Mais à présent, sur sa chaise, Spadaro a une crise cardiaque. Et quand le leader léghiste espère un pays « libre et souverain avec des enfants et une mère et un père », la sénatrice Cirinna (PD, rapportrice de la loi sur l’union homosexuelle) se transforme en furie, au point d’être rappelée à l’ordre.

En conclusion, place à une citation de Saint Jean-Paul II sur la confiance. Le PD s’échauffe à nouveau, comme un diable: « Eh bien, quoi? », dit Salvini en écho : « Vous citez Saviano [auteur de Gomorra, et entre autre immigrationiste convaincu, ndt] et moi Saint Jean Paul II… puis-je être libre de me référer aux œuvres, vie et miracles de ceux que je pense être les meilleurs? » Encore des cris et des applaudissements dans un mix inextricable. Pas de nouvelles de Spadaro.

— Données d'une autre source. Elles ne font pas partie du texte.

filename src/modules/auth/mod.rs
pub mod controller;
pub mod model;
pub mod router;
pub mod service;
use sqlx::PgPool;

use crate::config::cors::CorsConfig;
use crate::config::database::init_db_pool;
use crate::config::jwt::JwtConfig;

#[derive(Clone, Debug)]
pub struct AppState {
    pub db: PgPool,
    pub jwt_config: JwtConfig,
    pub cors_config: CorsConfig,
}

pub async fn init_app_state() -> AppState {
    AppState {
        db: init_db_pool().await,
        jwt_config: JwtConfig::from_env(),
        cors_config: CorsConfig::from_env(),
    }
}
use quadro::router::init_router;
use quadro::state::init_app_state;

use dotenvy::dotenv;
use tracing_subscriber::layer::SubscriberExt;
use tracing_subscriber::util::SubscriberInitExt;

#[tokio::main]
async fn main() {
    dotenv().ok();

    tracing_subscriber::registry()
        .with(
            tracing_subscriber::EnvFilter::try_from_default_env().unwrap_or_else(|_| {
                format!(
                    "{}=debug,tower_http=debug,axum::rejection=trace",
                    env!("CARGO_CRATE_NAME")
                )
                .into()
            }),
        )
        .with(tracing_subscriber::fmt::layer())
        .init();

    let state = init_app_state().await;

    if state.jwt_config.secret.is_none() {
        tracing::warn!("JWT_SECRET is not set; every login will fail until it is configured");
    }

    let app = init_router(state);

    let listener = tokio::net::TcpListener::bind("0.0.0.0:3000").await.unwrap();
    println!("🚀 Server running on http://localhost:3000");
    axum::serve(listener, app).await.unwrap();
}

Arrive Renzi et, pour ne pas être en reste, il cite le troisième Matteo, celui de l’Évangile: « Je respecte votre foi religieuse que je partage même si c’est avec des accents différents, alors lisez l’Évangile, évidemment selon Matthieu, quand il dit: ‘J’avais froid et tu m’as accueilli, j’avais faim et tu m’a nourri‘. si vous croyez en ces valeurs, laissez débarquer ces personnes qui sont arrêtées encore maintenant, otages d’une politique honteuse' ». Seul les siens l’applaudissent, mais de l’autre côté, personne n’écume de rage, et même cela veut dire quelque chose.
Peut-être Spadaro se reprend-il un peu, mais le premier tir a été le plus fort.

Qu’après cela, avec toutes ces citations, il ne vienne à l’esprit de personne Matthieu, au chapitre 7 : « Ce n’est pas celui qui me dit: ‘Seigneur, Seigneur’, qui entrera dans le royaume des cieux, mais… ».
Y croire, c’est bien, mais agir en conséquence, à quand?